Friday, 31 August, 2018 - 17:30
Internally displaced boys run outside a tent in Idlib province, Syria July 30, 2018. (Reuters)

The United Nations warned on Friday that Syria’s Idlib could be faced with a humanitarian calamity not yet seen in the country’s seven-year war should the regime launch an offensive on the northwestern province.


"A worst-case scenario in Idlib will overwhelm capacities and has the potential to create a humanitarian emergency at a scale not yet seen through this crisis," John Ging, who heads operations and advocacy for the UN's humanitarian coordination office told the Security Council this week.


Its hospitals are battered, residents heavily dependent on aid and escape routes to neighboring Turkey sealed.


A regime offensive could overwhelm already struggling health facilities, cut off food and medical supplies to desperate civilians, and prompt massive levels of displacement, the United Nations has warned.


UN chief Antonio Guterres said on Wednesday he was "deeply concerned about the growing risks of a humanitarian catastrophe in the event of a full-scale military operation in Idlib".


Moscow and Ankara are in talks to try to thrash out a solution that would spare the three million people living in opposition territory.


They include tens of thousands of opposition factions and civilians evacuated to Idlib from other areas recaptured by the regime.


Since Syria's conflict erupted in 2011, more than 350,000 people have been killed, more than 11 million have fled their homes and medical infrastructure has been systematically targeted.


In the first six months of this year, there were 38 attacks on medical infrastructure in the province, most of them blamed on the regime or its Russian ally, according to OCHA.


The World Health Organization warned that less than half of Idlib's health facilities were still functioning "across areas that may soon witness increased violence."

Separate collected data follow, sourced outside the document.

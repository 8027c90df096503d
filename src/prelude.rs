//! Convenient re-exports for glob imports.
//!
//! ```rust
//! use xmpp_jid::prelude::*;
//!
//! let jid = Jid::parse("juliet@capulet.lit/Balcony").unwrap();
//! assert!(is_full(&jid).unwrap());
//! ```
//!
//! Builder state markers (`Empty`, `HasDomain`) and constants are
//! intentionally excluded.

pub use crate::{
    // Core types
    Components, Jid, JidInput, ParsedJid, Prep,
    // Builder
    JidBuilder,
    // Normalization
    FallbackNormalizer, Normalizer,
    // Errors
    JidError, JidErrorKind, NormalizeError, Part, Profile,
    // Operations
    create, equal, equal_bare, escape, is_bare, is_full, parse, prep, split, unescape,
};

"The remaining facilities are neither properly equipped nor prepared for a massive influx of patients," said Pawel Krzysiek, spokesman for the International Committee of the Red Cross in Syria.


"Any offensive will make an already precarious situation even worse," he told AFP.


In the event of a chemical attack on the densely populated province, hospitals will likely struggle to cope.


Western powers have warned the regime could use toxic substances against the civilian population as it seeks to recapture Idlib.


Earlier this year, the UN began sharing the GPS coordinates of health facilities with Russia and the United States in a bid to protect them but four have been struck since.


The UN and humanitarian groups are also deeply worried about the food, medicine and other aid they truck in through the Bab al-Hawa and Bab al-Salam crossings to some two million people in need in Idlib and adjacent areas.


"Cross-border operations provided a lifeline for civilians in regard to food supplies and other daily life products needed," said Krzysiek. "If border crossings with Turkey are to shut down, hundreds of thousands of people will be affected."


Aid operations could also be disrupted if key staff are caught up in the offensive, said OCHA's spokeswoman in Damascus, Linda Tom.


"The potential displacement of humanitarian staff would further contribute to gaps in the response," she told AFP.


In addition, more than a million Syrian children are at risk in the event of a regime assault, said the UN Children’s Fund (UNICEF) on Friday.


Manuel Fontaine, UNICEF director of emergency programs, said that the agency has drawn up contingency plans including providing clean water and nutritional supplies to some of the estimated 450,000 to 700,000 people who could flee an attack.


“It’s more than one million kids... When you hear the kind of military rhetoric about an offensive and all that, I think it’s important to remember that it’s not just against a group of armed men,” Fontaine told Reuters in Geneva.


“It’s actually a very large proportion of women and children who have no stake in it, and elderly men and others,” he said.


Many families in Idlib have been uprooted multiple times, evacuated as front lines shift, Fontaine said.


“There’s some children who have been displaced seven times already, going from one place to the other. It means that their coping mechanisms, their resilience is very drained at the moment so they are particularly vulnerable. That’s a major concern obviously.”